Funding of more than £5.9 million over two years went to a national effort led by Dorset Police to create a joint forensics and biometrics programme, which is aimed at reducing the time it takes to provide DNA results needed for investigations.

An award of £2.3 million went to a series of bids developed by the Police ICT Company and Police Technology Council for the Police Reform Transformation Board for projects including cloud-based access to local, regional and national information and more effective ICT services.

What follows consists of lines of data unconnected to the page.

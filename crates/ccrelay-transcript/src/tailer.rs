//! Per-window transcript tail: the reader a provider needs plus tool pairing.

use std::path::{Path, PathBuf};

use ccrelay_core::{AgentEvent, Capability, EngineError, ProviderKind};
use tracing::debug;

use crate::pairing::ToolPairing;
use crate::provider::{ProviderAdapter, adapter_for};
use crate::reader::{IncrementalReader, WholeFileReader};

#[derive(Debug)]
enum Reader {
    Incremental(IncrementalReader),
    WholeFile(WholeFileReader),
}

/// Events from one poll plus the position to persist.
#[derive(Debug, Clone, Default, PartialEq, Eq)]
pub struct TailBatch {
    pub events: Vec<AgentEvent>,
    /// Byte offset (incremental) or message count (whole-file).
    pub offset: u64,
    /// Records that failed to parse and were skipped.
    pub skipped: usize,
}

#[derive(Debug)]
pub struct TranscriptTailer {
    adapter: &'static dyn ProviderAdapter,
    reader: Reader,
    pairing: ToolPairing,
}

impl TranscriptTailer {
    /// Attach to a transcript.
    ///
    /// With no stored position the tail starts at the current end, so
    /// history already in the file is never emitted.
    pub fn attach(provider: ProviderKind, path: PathBuf, stored: Option<u64>) -> Self {
        let adapter = adapter_for(provider);
        let reader = if adapter.policy().permits(Capability::IncrementalRead) {
            Reader::Incremental(match stored {
                Some(offset) => IncrementalReader::at_offset(path, offset),
                None => IncrementalReader::at_end(path),
            })
        } else {
            let known = stored.and_then(|n| usize::try_from(n).ok());
            let mut reader = WholeFileReader::new(path, known.unwrap_or(0));
            if known.is_none() {
                // Count what is already there without emitting it.
                if let Err(e) = reader.poll(|content, k| adapter.parse_document(content, k)) {
                    debug!(error = %e, "initial document count failed");
                }
            }
            Reader::WholeFile(reader)
        };
        Self {
            adapter,
            reader,
            pairing: ToolPairing::new(),
        }
    }

    pub fn provider(&self) -> ProviderKind {
        self.adapter.kind()
    }

    pub fn path(&self) -> &Path {
        match &self.reader {
            Reader::Incremental(r) => r.path(),
            Reader::WholeFile(r) => r.path(),
        }
    }

    pub fn offset(&self) -> u64 {
        match &self.reader {
            Reader::Incremental(r) => r.offset(),
            Reader::WholeFile(r) => r.message_count() as u64,
        }
    }

    pub fn pending_tools(&self) -> usize {
        self.pairing.pending_count()
    }

    /// Read whatever is new. Corrupt records are skipped; I/O failures are
    /// returned as transient errors with the position unchanged.
    pub fn poll(&mut self) -> Result<TailBatch, EngineError> {
        let adapter = self.adapter;
        let mut skipped = 0;
        let events = match &mut self.reader {
            Reader::Incremental(reader) => {
                let mut events = Vec::new();
                for line in reader.poll()? {
                    match adapter.parse_line(&line) {
                        Ok(mut parsed) => events.append(&mut parsed),
                        Err(e) => {
                            skipped += 1;
                            debug!(provider = %adapter.kind(), error = %e, "skipping transcript line");
                        }
                    }
                }
                events
            }
            Reader::WholeFile(reader) => {
                match reader.poll(|content, known| adapter.parse_document(content, known)) {
                    Ok(doc) => doc.events,
                    Err(e) if e.is_transient() => return Err(e),
                    Err(e) => {
                        skipped += 1;
                        debug!(provider = %adapter.kind(), error = %e, "skipping session document");
                        Vec::new()
                    }
                }
            }
        };
        Ok(TailBatch {
            events: self.pairing.apply(events),
            offset: self.offset(),
            skipped,
        })
    }

    /// Stop tailing. Returns how many invocations never saw an outcome.
    pub fn detach(mut self) -> usize {
        let orphaned = self.pairing.clear();
        if orphaned > 0 {
            debug!(path = %self.path().display(), orphaned, "discarding pending tool invocations");
        }
        orphaned
    }
}
//! Per-provider reading of a rendered frame.

use ccrelay_core::{ProviderKind, TurnOutcome};

use crate::buffer::TerminalFrame;
use crate::prompt::{PromptContent, extract_interactive_prompt};
use crate::status::{classify_turn_outcome, extract_status_line, format_status_label};

/// Gemini sets the pane title to reflect activity.
const GEMINI_WORKING_GLYPH: char = '✦';
const GEMINI_ACTION_GLYPH: char = '✋';

#[derive(Debug, Clone, PartialEq, Eq)]
pub struct StatusLine {
    pub raw: String,
    pub label: &'static str,
}

/// What one frame says about the agent.
#[derive(Debug, Clone, PartialEq, Eq, Default)]
pub struct TerminalSignal {
    pub status: Option<StatusLine>,
    pub prompt: Option<PromptContent>,
}

impl TerminalSignal {
    /// The agent is busy or waiting on the user.
    pub fn is_active(&self) -> bool {
        self.status.is_some() || self.prompt.is_some()
    }
}

#[derive(Debug, Clone, Copy)]
pub struct TerminalInterpreter {
    provider: ProviderKind,
}

impl TerminalInterpreter {
    pub fn new(provider: ProviderKind) -> Self {
        Self { provider }
    }

    pub fn provider(&self) -> ProviderKind {
        self.provider
    }

    pub fn interpret(&self, frame: &TerminalFrame, pane_title: &str) -> TerminalSignal {
        let prompt = extract_interactive_prompt(frame, self.provider);
        let status = extract_status_line(&frame.lines).map(|raw| StatusLine {
            label: format_status_label(&raw),
            raw,
        });

        match self.provider {
            ProviderKind::Gemini => self.apply_gemini_title(pane_title, status, prompt),
            _ => TerminalSignal { status, prompt },
        }
    }

    /// Outcome guess for a turn that just went idle.
    pub fn turn_outcome(&self, frame: &TerminalFrame) -> TurnOutcome {
        classify_turn_outcome(&frame.lines)
    }

    /// Gemini titles read `Working: ✦`, `Action Required: ✋` or `Ready: ◇`.
    fn apply_gemini_title(
        &self,
        pane_title: &str,
        status: Option<StatusLine>,
        prompt: Option<PromptContent>,
    ) -> TerminalSignal {
        if pane_title.contains(GEMINI_WORKING_GLYPH) {
            let status = status.unwrap_or_else(|| StatusLine {
                raw: "working".to_string(),
                label: "…working",
            });
            return TerminalSignal {
                status: Some(status),
                prompt: None,
            };
        }
        if prompt.is_none() && pane_title.contains(GEMINI_ACTION_GLYPH) {
            // The dialog may be scrolled off or drawn without markers.
            return TerminalSignal {
                status: None,
                prompt: Some(PromptContent {
                    name: "PermissionPrompt",
                    content: "Action Required".to_string(),
                }),
            };
        }
        TerminalSignal { status, prompt }
    }
}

Another award of £2 million is to go toward the development of a national policing data analytics lab intended to improve the way data is collated and used for protecting the public and preventing crime.

A £450,000 award went to the Metropolitan Police and the College of Policing, which is to work with forces across the UK to design digital recruitment technologies intended to help promote diversity in the police workforce.

‘Cutting-edge’ tech

“It is my pleasure to award funds to a raft of projects today, from cutting-edge approaches to reducing crime through to digital projects that will help promote diversity in policing,” said home secretary Amber Rudd in a statement.

The Home Office published the full list of successful bids on Gov.UK.

London’s Metropolitan Police force said last week it had selected Microsoft’s UK data centre as the depository for the video data recorded by officers’ body-worn cameras. The Evidence.com system is part of the world’s second-largest rollout of Body-Worn Video (BWV) systems for frontline police officers.